Abstract
4346
Tamoxifen is a synthetic antiestrogen commonly used in the treatment of breast cancer. Tamoxifen is also used as an adjuvant therapy in other malignant tumors which are ER negative. This shows that tamoxifen has other effects besides being antiestrogenic. Gap junctions are cell-cell communication channels allowing the passage of small molecules from one cell to another. Most tumors express less connexins, therefore decreased gap junctions and have increased growth rates compared with non-tumorigenic cells. The enhancement of gap junctions in cancer cells could lead to decrease in the cancerous growth.
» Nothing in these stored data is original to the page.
//! Shared test utilities for the notes-press test suite.
//!
//! Builds small project trees in a temp directory: a `config.toml` plus one
//! directory of notes per version.
//!
//! # Usage
//!
//! ```rust
//! use crate::test_helpers::*;
//!
//! let tmp = TempDir::new().unwrap();
//! write_site_config(tmp.path(), &["en", "zh"]);
//! write_file(tmp.path(), "en/index.md", &note("Home", "daily", "[a](/en/a.md)"));
//! write_file(tmp.path(), "en/a.md", &note("A", "weekly", "Hello"));
//! ```

use std::fs;
use std::path::Path;

use crate::frontmatter::FrontMatter;

/// A note with all four required keys.
pub fn note(title: &str, changefreq: &str, body: &str) -> String {
    format!(
        "---\ntitle: {title}\nkeywords: notes, test\ndescription: About {title}\n\
         changefreq: {changefreq}\n---\n\n{body}\n"
    )
}

/// Validated front-matter matching what [`note`] writes.
pub fn front_matter(title: &str, changefreq: &str) -> FrontMatter {
    FrontMatter {
        title: title.to_string(),
        keywords: "notes, test".to_string(),
        description: format!("About {title}"),
        changefreq: changefreq.parse().unwrap(),
        extra: Default::default(),
    }
}

/// Config text for the given version directories.
///
/// Versions link to each other in a ring. `top_level` is inserted before the
/// version tables, so it may hold any top-level key.
pub fn site_config(dirs: &[&str], top_level: &str) -> String {
    let mut out = format!(
        "domain = \"https://notes.example.org\"\n\
         dev_domain = \"http://localhost:4000\"\n\
         domain_name = \"notes.example.org\"\n\
         {top_level}\n"
    );
    for (i, dir) in dirs.iter().enumerate() {
        let next = if dirs.len() > 1 {
            dirs[(i + 1) % dirs.len()]
        } else {
            ""
        };
        out.push_str(&format!(
            "\n[[versions]]\ndir_name = \"{dir}\"\nlang = \"{dir}\"\n\
             next_lang = \"{next}\"\nnext_lang_type = \"{next}\"\n"
        ));
    }
    out
}

pub fn write_site_config(root: &Path, dirs: &[&str]) {
    write_file(root, "config.toml", &site_config(dirs, ""));
}

/// Write `content` to `root/rel`, creating parent directories.
pub fn write_file(root: &Path, rel: &str, content: &str) {
    let path = root.join(rel);
    if let Some(parent) = path.parent() {
        fs::create_dir_all(parent).unwrap();
    }
    fs::write(path, content).unwrap();
}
Previously,we found a decrease in the colony growth using soft agar assay and an increase in the gap junctional activity in the presence of primaquine (PQ1) compound in T47D breast cancer cells. Cancer is a multi-step and multi-stage process involving alterations in multiple pathways at the same time. Therefore, combination therapies are more successful than one drug alone in the treatment of cancer. Currently little work has been done to study the effect of tamoxifen on the gap junctions. The goal of this study is to examine the effect of tamoxifen and PQ1 in combination on the gap junctional activity and colony growth in T47D breast cancer cells. We found a tremendous increase in the gap junctional dye transfer in the presence of 200 nM PQ1 in combination with 10 µM tamoxifen compared to the respective controls. Colony growth assay also showed a 65% decrease in the growth of T47D cells at 200nM PQ1 plus 10 μM tamoxifen compared to 10 μM tamoxifen alone. Thus, our results show a promising combinational therapy using primaquine compound (PQ1) and tamoxifen in human breast cancer cells.